»»

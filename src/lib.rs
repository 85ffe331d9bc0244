//! A library for deducing who holds which card in a game of Clue, by reduction to propositional satisfiability.
//!
//! clue_sat records the events of a game as clauses over atoms of the form *entity holds card*, where an entity is a player or the case file.
//! Whether some entity holds some card is then decided by two calls to a satisfiability oracle: one with the fact asserted, and one with the fact denied.
//!
//! # Orientation
//!
//! The library is designed around the structure of a [reasoner].
//!
//! A reasoner is built from a [configuration](crate::config), which names the players and cards of the game, and an [oracle].
//! Internally, a reasoner holds:
//! - A [registry](crate::db::registry) of the players, the case file, and the cards.
//! - An [encoder](crate::db::encoder), from pairs of entities and cards to atoms.
//! - A [knowledge base](crate::db::knowledge) of clauses, to which clauses are only ever added.
//!
//! Useful starting points, then, may be:
//! - The [procedures], for the events which may be recorded and for how a query is answered.
//! - The [structures], for literals and clauses.
//! - The [session], for sharing a reasoner between threads and answering batches of queries in parallel.
//!
//! # Example
//!
//! ```rust
//! # use clue_sat::config::Config;
//! # use clue_sat::reasoner::Reasoner;
//! # use clue_sat::reports::Answer;
//! let mut the_reasoner = Reasoner::from_config(Config::default()).unwrap();
//! assert!(the_reasoner.initialize().is_ok());
//!
//! // Scarlet holds the wrench, the library, and the study.
//! assert!(the_reasoner.record_hand("sc", &["wr", "li", "st"]).is_ok());
//!
//! // Scarlet suggests Green with the rope in the hall, and Mustard shows Scarlet the rope.
//! assert!(the_reasoner
//!     .record_suggestion("sc", ["gr", "ro", "ha"], Some("mu"), Some("ro"))
//!     .is_ok());
//!
//! // Green suggests Plum with the knife in the lounge, and no one refutes.
//! assert!(the_reasoner
//!     .record_suggestion("gr", ["pl", "kn", "lo"], None, None)
//!     .is_ok());
//!
//! assert_eq!(the_reasoner.query("mu", "ro"), Ok(Answer::True));
//! assert_eq!(the_reasoner.query("cf", "ro"), Ok(Answer::False));
//! assert_eq!(the_reasoner.query("wh", "kn"), Ok(Answer::False));
//! assert_eq!(the_reasoner.query("cf", "kn"), Ok(Answer::Unknown));
//! ```
//!
//! # Logs
//!
//! Calls to [log!](log) are made throughout the library, and a variety of targets are defined in order to help narrow output to relevant parts of the library.
//!
//! The targets are listed in [misc::log].
//!
//! For example, when used with [env_logger](https://docs.rs/env_logger/latest/env_logger/):
//! - The events of a game can be followed with `RUST_LOG=knowledge=info …` or,
//! - Each answer to a query can be found with `RUST_LOG=query=debug …`

pub mod procedures;

pub mod config;
pub mod reasoner;
pub mod structures;
pub mod types;

pub mod db;
pub mod oracle;

pub mod reports;
pub mod session;

pub mod misc;
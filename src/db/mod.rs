/*!
Databases holding the data a reasoner works over.

- The [registry] of players and cards, fixed when a reasoner is built.
- The [encoder], naming each (entity, card) pair with an atom.
- The [knowledge base](knowledge), an append-only store of clauses.

The registry and encoder are never revised after a reasoner is built, while the knowledge base only grows.
*/

pub mod encoder;
pub mod knowledge;
pub mod registry;
//! Details on the result of some procedure.

/// The answer to a query about whether some entity holds some card.
#[derive(Clone, Copy, Debug, PartialEq, Eq, Hash)]
pub enum Answer {
    /// The entity holds the card on every valuation consistent with the knowledge base.
    True,

    /// The entity holds the card on no valuation consistent with the knowledge base.
    False,

    /// The knowledge base is consistent with the entity holding the card, and with the entity not holding the card.
    Unknown,
}

impl Answer {
    /// Whether the answer is determined, either way.
    pub fn is_known(&self) -> bool {
        !matches!(self, Answer::Unknown)
    }
}

/// The marks of a detective's notepad: `Y`, `n`, and `-`.
impl std::fmt::Display for Answer {
    fn fmt(&self, f: &mut std::fmt::Formatter<'_>) -> std::fmt::Result {
        match self {
            Self::True => write!(f, "Y"),
            Self::False => write!(f, "n"),
            Self::Unknown => write!(f, "-"),
        }
    }
}
//! Literals are atoms paired with a (boolean) polarity.
//!
//! A literal with positive polarity asserts that the entity named by the atom holds the card named by the atom, and a literal with negative polarity denies this.
//!
//! ```rust
//! # use clue_sat::structures::literal::{CLiteral, Literal};
//! let literal = CLiteral::new(79, true);
//!
//! assert!(literal.polarity());
//! assert_eq!(literal.atom(), 79);
//! assert!(!literal.negate().polarity());
//! assert_eq!(literal.negate().as_int(), -79);
//! ```
//!
//! In other solvers an integer is often used, with the sign of the integer indicating the value of the literal.
//! The integer form is available through [as_int](Literal::as_int) for any oracle preferring it.

use crate::structures::atom::Atom;

/// Something which has methods for returning an atom and a polarity, etc.
pub trait Literal: std::cmp::Ord + std::hash::Hash {
    /// A fresh literal, specified by pairing an atom with a boolean.
    fn new(atom: Atom, polarity: bool) -> Self;

    /// The negation of the literal.
    fn negate(&self) -> Self;

    /// The atom of the literal.
    fn atom(&self) -> Atom;

    /// The polarity of the literal.
    fn polarity(&self) -> bool;

    /// The literal in its integer form, with sign indicating polarity.
    fn as_int(&self) -> i64;
}

/// The canonical representation of a literal, as an atom paired with a boolean.
///
/// Ordered by atom and then polarity.
#[derive(Clone, Copy, Debug, PartialEq, Eq, PartialOrd, Ord, Hash)]
pub struct CLiteral {
    atom: Atom,
    polarity: bool,
}

impl Literal for CLiteral {
    fn new(atom: Atom, polarity: bool) -> Self {
        Self { atom, polarity }
    }

    fn negate(&self) -> Self {
        Self {
            atom: self.atom,
            polarity: !self.polarity,
        }
    }

    fn atom(&self) -> Atom {
        self.atom
    }

    fn polarity(&self) -> bool {
        self.polarity
    }

    fn as_int(&self) -> i64 {
        match self.polarity {
            true => self.atom as i64,
            false => -(self.atom as i64),
        }
    }
}

impl std::ops::Neg for CLiteral {
    type Output = Self;

    fn neg(self) -> Self::Output {
        self.negate()
    }
}

impl std::fmt::Display for CLiteral {
    fn fmt(&self, f: &mut std::fmt::Formatter) -> std::fmt::Result {
        match self.polarity {
            true => write!(f, "{}", self.atom),
            false => write!(f, "-{}", self.atom),
        }
    }
}
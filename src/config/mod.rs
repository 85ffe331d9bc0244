/*!
Configuration of a reasoner.

All configuration for a reasoner is contained within a [Config].
The names of players and cards are given by the [registry](RegistryConfig), and the remaining options are passed to the [oracle](crate::oracle::Otter).

Options are best revised through [set](ConfigOption::set), which refuses a value out of bounds.
Values may also be written directly, and so every option is [checked](Config::check) again when an oracle is built from a configuration.

```rust
# use clue_sat::config::Config;
let mut config = Config::default();
assert_eq!(config.registry.players.len(), 6);

assert!(config.polarity_lean.set(0.25).is_ok());
assert!(config.polarity_lean.set(2.0).is_err());

config.polarity_lean.value = 2.0;
assert!(config.check().is_err());
```
*/

mod config_option;
pub use config_option::ConfigOption;

mod registry;
pub use registry::RegistryConfig;

mod rng;
pub use rng::PolarityLean;

use crate::types::err::{self};

/// The primary configuration structure.
#[derive(Clone, Debug)]
pub struct Config {
    /// The names of players and cards.
    pub registry: RegistryConfig,

    /// The probability of assigning positive polarity to an atom when freely choosing a value for the atom.
    pub polarity_lean: ConfigOption<PolarityLean>,

    /// The time limit for a single call to an oracle, if any.
    pub time_limit: ConfigOption<Option<std::time::Duration>>,
}

impl Config {
    /// Checks each option is within its bounds.
    pub fn check(&self) -> Result<(), err::ConfigError> {
        self.polarity_lean.check()?;
        self.time_limit.check()?;
        Ok(())
    }
}

impl Default for Config {
    /// The default reasoner is configured to provide deterministic results on the standard game.
    ///
    /// Nearly every fact about a game is false, and so decisions lean to false.
    fn default() -> Self {
        Config {
            registry: RegistryConfig::default(),

            polarity_lean: ConfigOption {
                name: "polarity_lean",
                min: 0.0,
                max: 1.0,
                value: 0.0,
            },

            time_limit: ConfigOption {
                name: "time_limit",
                min: None,
                max: Some(std::time::Duration::MAX),
                value: None,
            },
        }
    }
}
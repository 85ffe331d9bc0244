/*!
Miscelanous items related to [logging](log).

Calls to the log macro are made throughout the library.
These are intended to provide useful information for following a game and for fixing issues.

Note, no log implementation is provided.
For more details, see [log].
*/

/// Targets to be used within a [log]! macro.
pub mod targets {
    /// Logs related to the [registry](crate::db::registry)
    pub const REGISTRY: &str = "registry";

    /// Logs related to the [knowledge base](crate::db::knowledge) and the procedures which add to it
    pub const KNOWLEDGE: &str = "knowledge";

    /// Logs related to [queries](crate::procedures::query)
    pub const QUERY: &str = "query";

    /// Logs related to an [oracle](crate::oracle)
    pub const ORACLE: &str = "oracle";

    /// Logs related to a [session](crate::session)
    pub const SESSION: &str = "session";
}
/*!
The reasoner --- to which game events are recorded and within which queries are made.

Strictly, a [GenericReasoner] and a [Reasoner].

The generic reasoner is generic over the [oracle](crate::oracle) used to answer queries.
A [Reasoner] uses the [Otter] oracle, backed by the otter_sat solver, and is built with [from_config](Reasoner::from_config) alone.

A reasoner is built from a [registry](crate::db::registry) of players and cards, and holds a [knowledge base](crate::db::knowledge) of clauses.
The procedures which add to the knowledge base, and the query procedure which reads from it, are documented in [procedures](crate::procedures).

# Example
```rust
# use clue_sat::config::Config;
# use clue_sat::reasoner::Reasoner;
# use clue_sat::reports::Answer;
let mut the_reasoner = Reasoner::from_config(Config::default()).unwrap();
assert!(the_reasoner.initialize().is_ok());

assert!(the_reasoner.record_hand("sc", &["wh", "li", "st"]).is_ok());

assert_eq!(the_reasoner.query("sc", "wh"), Ok(Answer::True));
assert_eq!(the_reasoner.query("mu", "wh"), Ok(Answer::False));
assert_eq!(the_reasoner.query("sc", "ro"), Ok(Answer::Unknown));
```
*/

mod specific;
pub use specific::Reasoner;

use crate::{
    config::Config,
    db::{encoder::Encoder, knowledge::KnowledgeBase, registry::Registry},
    oracle::Oracle,
    structures::{clause::CClause, entity::CardIndex},
    types::err::{self},
};

#[cfg(doc)]
use crate::oracle::Otter;

/// The state of a reasoner.
#[derive(Clone, Copy, Debug, PartialEq, Eq)]
pub enum ReasonerState {
    /// The game axioms have not been added, and no event may be recorded.
    Uninitialized,

    /// The game axioms have been added.
    Ready,
}

impl std::fmt::Display for ReasonerState {
    fn fmt(&self, f: &mut std::fmt::Formatter<'_>) -> std::fmt::Result {
        match self {
            Self::Uninitialized => write!(f, "Uninitialized"),
            Self::Ready => write!(f, "Ready"),
        }
    }
}

pub struct GenericReasoner<O: Oracle> {
    /// The configuration of the reasoner.
    pub(crate) config: Config,

    pub(crate) registry: Registry,

    pub(crate) encoder: Encoder,

    pub(crate) knowledge: KnowledgeBase,

    pub(crate) oracle: O,

    pub(crate) state: ReasonerState,
}

impl<O: Oracle> GenericReasoner<O> {
    /// Creates a reasoner from some given configuration and oracle.
    ///
    /// Fails if some option of the configuration is out of bounds, or if the registry of the configuration is invalid.
    pub fn with_oracle(config: Config, oracle: O) -> Result<Self, err::ErrorKind> {
        config.check()?;
        let registry = Registry::from_config(&config.registry)?;
        let encoder = Encoder::new(&registry);

        Ok(GenericReasoner {
            config,
            registry,
            encoder,
            knowledge: KnowledgeBase::default(),
            oracle,
            state: ReasonerState::Uninitialized,
        })
    }

    pub fn config(&self) -> &Config {
        &self.config
    }

    pub fn registry(&self) -> &Registry {
        &self.registry
    }

    pub fn encoder(&self) -> &Encoder {
        &self.encoder
    }

    pub fn state(&self) -> ReasonerState {
        self.state
    }

    /// The clauses of the knowledge base, in the order added.
    pub fn clauses(&self) -> &[CClause] {
        self.knowledge.clauses()
    }

    pub fn clause_count(&self) -> usize {
        self.knowledge.clause_count()
    }

    pub(crate) fn ensure_initialized(&self) -> Result<(), err::StateError> {
        match self.state {
            ReasonerState::Ready => Ok(()),
            ReasonerState::Uninitialized => Err(err::StateError::Uninitialized),
        }
    }

    /// Stores a unit clause denying each given card to the entity at the given index.
    pub(crate) fn store_denials(&mut self, entity_index: usize, cards: &[CardIndex]) {
        for card in cards {
            let clause = vec![self.encoder.lacks(entity_index, *card)];
            self.knowledge.store(clause);
        }
    }
}
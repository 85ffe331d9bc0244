/*!
The encoder, naming each (entity, card) pair with an atom.

The encoder is the single source of truth for numbering.
With *c* cards, the pair of the entity at index *e* and card at index *k* is named by the atom *e·c + k + 1*.
So, with *n* players the atoms are exactly 1..=(n+1)·c, and each atom names exactly one pair.

```rust
# use clue_sat::config::RegistryConfig;
# use clue_sat::db::{encoder::Encoder, registry::Registry};
let registry = Registry::from_config(&RegistryConfig::default()).unwrap();
let encoder = Encoder::new(&registry);

assert_eq!(encoder.variable_id(0, 0), 1);
assert_eq!(encoder.variable_id(6, 20), 147);
assert_eq!(encoder.entity_and_card(147), Some((6, 20)));
```
*/

use crate::{
    db::registry::Registry,
    structures::{
        atom::Atom,
        entity::CardIndex,
        literal::{CLiteral, Literal},
    },
};

#[derive(Clone, Copy, Debug, PartialEq, Eq)]
pub struct Encoder {
    entity_count: usize,
    card_count: usize,
}

impl Encoder {
    pub fn new(registry: &Registry) -> Self {
        Encoder {
            entity_count: registry.entity_count(),
            card_count: registry.card_count(),
        }
    }

    /// A count of all atoms, which is also the greatest atom.
    pub fn atom_count(&self) -> usize {
        self.entity_count * self.card_count
    }

    /// The atom naming the pair of the entity and card at the given indices.
    pub fn variable_id(&self, entity_index: usize, card: CardIndex) -> Atom {
        (entity_index * self.card_count + card + 1) as Atom
    }

    /// The literal asserting the entity at the given index holds the card.
    pub fn holds(&self, entity_index: usize, card: CardIndex) -> CLiteral {
        CLiteral::new(self.variable_id(entity_index, card), true)
    }

    /// The literal denying the entity at the given index holds the card.
    pub fn lacks(&self, entity_index: usize, card: CardIndex) -> CLiteral {
        CLiteral::new(self.variable_id(entity_index, card), false)
    }

    /// The (entity, card) indices named by an atom, if the atom names some pair.
    pub fn entity_and_card(&self, atom: Atom) -> Option<(usize, CardIndex)> {
        let atom = atom as usize;
        match 0 < atom && atom <= self.atom_count() {
            true => Some(((atom - 1) / self.card_count, (atom - 1) % self.card_count)),
            false => None,
        }
    }
}
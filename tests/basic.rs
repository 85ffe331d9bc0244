use clue_sat::{config::Config, reasoner::Reasoner, reports::Answer, types::err};

fn ready_reasoner() -> Reasoner {
    let _ = env_logger::builder().is_test(true).try_init();

    let mut reasoner = Reasoner::from_config(Config::default()).unwrap();
    assert!(reasoner.initialize().is_ok());
    reasoner
}

mod scenarios {
    use super::*;

    #[test]
    fn own_hand() {
        let mut reasoner = ready_reasoner();
        assert!(reasoner.record_hand("sc", &["wh", "li", "st"]).is_ok());

        assert_eq!(reasoner.query("sc", "wh"), Ok(Answer::True));
        assert_eq!(reasoner.query("sc", "ro"), Ok(Answer::Unknown));
        assert_eq!(reasoner.query("cf", "li"), Ok(Answer::False));
    }

    #[test]
    fn refuter_shows_a_card() {
        let mut reasoner = ready_reasoner();
        assert!(reasoner.record_hand("sc", &["wh", "li", "st"]).is_ok());
        assert!(reasoner
            .record_suggestion("sc", ["sc", "ro", "lo"], Some("mu"), Some("sc"))
            .is_ok());

        assert_eq!(reasoner.query("mu", "sc"), Ok(Answer::True));
        assert_eq!(reasoner.query("cf", "sc"), Ok(Answer::False));
        assert_eq!(reasoner.query("mu", "ro"), Ok(Answer::Unknown));
    }

    #[test]
    fn player_holding_their_own_suspect() {
        let mut reasoner = ready_reasoner();
        assert!(reasoner
            .record_suggestion("pl", ["sc", "ca", "ki"], Some("sc"), Some("sc"))
            .is_ok());

        // Only a player who holds a card may show it.
        assert_eq!(reasoner.query("sc", "sc"), Ok(Answer::True));
        assert_eq!(reasoner.query("sc", "ca"), Ok(Answer::Unknown));
    }

    #[test]
    fn unseen_refutation() {
        let mut reasoner = ready_reasoner();
        assert!(reasoner
            .record_suggestion("wh", ["pl", "kn", "ba"], Some("pe"), None)
            .is_ok());
        assert!(reasoner.record_hand("pe", &["pl"]).is_ok());

        assert_eq!(reasoner.query("gr", "kn"), Ok(Answer::False));
        assert_eq!(reasoner.query("pe", "kn"), Ok(Answer::Unknown));
        assert_eq!(reasoner.query("pe", "pl"), Ok(Answer::True));
    }

    #[test]
    fn unseen_refutation_forced() {
        let mut reasoner = ready_reasoner();
        assert!(reasoner
            .record_suggestion("wh", ["pl", "kn", "ba"], Some("pe"), None)
            .is_ok());
        assert!(reasoner.record_hand("sc", &["pl", "ba"]).is_ok());

        assert_eq!(reasoner.query("pe", "kn"), Ok(Answer::True));
        assert_eq!(reasoner.query("cf", "kn"), Ok(Answer::False));
    }

    #[test]
    fn correct_accusation() {
        let mut reasoner = ready_reasoner();
        assert!(reasoner
            .record_accusation("gr", ["pe", "pi", "bi"], true)
            .is_ok());

        for card in ["pe", "pi", "bi"] {
            assert_eq!(reasoner.query("cf", card), Ok(Answer::True));
            assert_eq!(reasoner.query("gr", card), Ok(Answer::False));
        }
        assert_eq!(reasoner.query("cf", "ha"), Ok(Answer::False));
        assert_eq!(reasoner.query("cf", "kn"), Ok(Answer::False));
    }

    #[test]
    fn contradictory_events() {
        let mut reasoner = ready_reasoner();
        assert!(reasoner.record_hand("sc", &["kn"]).is_ok());
        assert!(reasoner
            .record_suggestion("mu", ["pl", "kn", "ha"], None, None)
            .is_ok());

        assert_eq!(
            reasoner.query("sc", "kn"),
            Err(err::ErrorKind::Query(
                err::QueryError::ContradictoryKnowledgeBase
            ))
        );
    }

    #[test]
    fn queries_leave_knowledge_untouched() {
        let mut reasoner = ready_reasoner();
        assert!(reasoner.record_hand("sc", &["wh", "li", "st"]).is_ok());
        let clauses = reasoner.clauses().to_vec();

        for _ in 0..3 {
            assert_eq!(reasoner.query("sc", "ro"), Ok(Answer::Unknown));
        }
        assert_eq!(reasoner.clauses(), clauses.as_slice());
    }
}

mod properties {
    use super::*;

    fn check_grid(reasoner: &Reasoner) {
        let grid = reasoner.query_all().unwrap();
        let registry = reasoner.registry();

        for (card, row) in grid.iter().enumerate() {
            assert!(
                row.iter().any(|answer| *answer != Answer::False),
                "No holder for {}",
                registry.card_name(card).unwrap()
            );
            assert!(
                row.iter().filter(|answer| **answer == Answer::True).count() <= 1,
                "Many holders for {}",
                registry.card_name(card).unwrap()
            );
        }

        let case_file = registry.player_count();
        for category in clue_sat::structures::entity::Category::ALL {
            let answers = registry
                .cards_of(category)
                .map(|card| grid[card][case_file])
                .collect::<Vec<_>>();
            assert!(answers.iter().filter(|answer| **answer == Answer::True).count() <= 1);
            assert!(answers.iter().any(|answer| *answer != Answer::False));
        }
    }

    #[test]
    fn empty_game() {
        let reasoner = ready_reasoner();
        check_grid(&reasoner);

        let grid = reasoner.query_all().unwrap();
        assert!(grid.iter().flatten().all(|answer| *answer == Answer::Unknown));
    }

    #[test]
    fn after_events() {
        let mut reasoner = ready_reasoner();
        assert!(reasoner.record_hand("sc", &["wh", "li", "st"]).is_ok());
        assert!(reasoner
            .record_suggestion("sc", ["sc", "ro", "lo"], Some("mu"), Some("sc"))
            .is_ok());
        assert!(reasoner
            .record_suggestion("mu", ["pe", "pi", "di"], Some("pe"), None)
            .is_ok());
        assert!(reasoner
            .record_suggestion("wh", ["mu", "re", "ba"], Some("pe"), None)
            .is_ok());
        check_grid(&reasoner);
    }

    #[test]
    fn case_file_forced_by_exclusion() {
        let mut reasoner = ready_reasoner();
        assert!(reasoner
            .record_hand("mu", &["mu", "pl", "gr", "pe", "sc"])
            .is_ok());
        check_grid(&reasoner);

        assert_eq!(reasoner.query("cf", "wh"), Ok(Answer::True));
        assert_eq!(reasoner.query("sc", "wh"), Ok(Answer::False));
    }
}

mod errors {
    use super::*;

    #[test]
    fn events_before_initialization() {
        let mut reasoner = Reasoner::from_config(Config::default()).unwrap();

        assert_eq!(
            reasoner.record_hand("sc", &["wh"]),
            Err(err::ErrorKind::State(err::StateError::Uninitialized))
        );
        assert_eq!(
            reasoner.query("sc", "wh"),
            Err(err::ErrorKind::State(err::StateError::Uninitialized))
        );
        assert_eq!(reasoner.clause_count(), 0);
    }

    #[test]
    fn case_file_may_not_suggest() {
        let mut reasoner = ready_reasoner();
        let count = reasoner.clause_count();

        assert_eq!(
            reasoner.record_suggestion("cf", ["sc", "ro", "lo"], None, None),
            Err(err::ErrorKind::Registry(err::RegistryError::NotAPlayer(
                "cf".to_string()
            )))
        );
        assert_eq!(reasoner.clause_count(), count);
    }

    #[test]
    fn no_time_to_query() {
        let mut config = Config::default();
        config.time_limit.value = Some(std::time::Duration::ZERO);

        let mut reasoner = Reasoner::from_config(config).unwrap();
        assert!(reasoner.initialize().is_ok());
        assert!(reasoner.record_hand("sc", &["wh"]).is_ok());

        assert_eq!(
            reasoner.query("sc", "wh"),
            Err(err::ErrorKind::Oracle(err::OracleError::TimeUp))
        );
        assert_eq!(
            reasoner.query_all(),
            Err(err::ErrorKind::Oracle(err::OracleError::TimeUp))
        );
    }

    #[test]
    fn options_written_out_of_bounds() {
        let mut config = Config::default();
        config.polarity_lean.value = 1.5;

        assert_eq!(
            Reasoner::from_config(config).err(),
            Some(err::ErrorKind::Config(err::ConfigError::OutOfBounds(
                "polarity_lean"
            )))
        );

        let mut config = Config::default();
        config.polarity_lean.value = -0.1;
        assert!(Reasoner::from_config(config).is_err());
    }

    #[test]
    fn invalid_registry() {
        let mut config = Config::default();
        config.registry.rooms.clear();

        assert!(matches!(
            Reasoner::from_config(config),
            Err(err::ErrorKind::Registry(err::RegistryError::EmptyCategory(_)))
        ));
    }
}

««

● What is needed:
What lines in the data above carry "macro"? Return them all.

● Task response:
Calls to the log macro are made throughout the library.
/// Targets to be used within a [log]! macro.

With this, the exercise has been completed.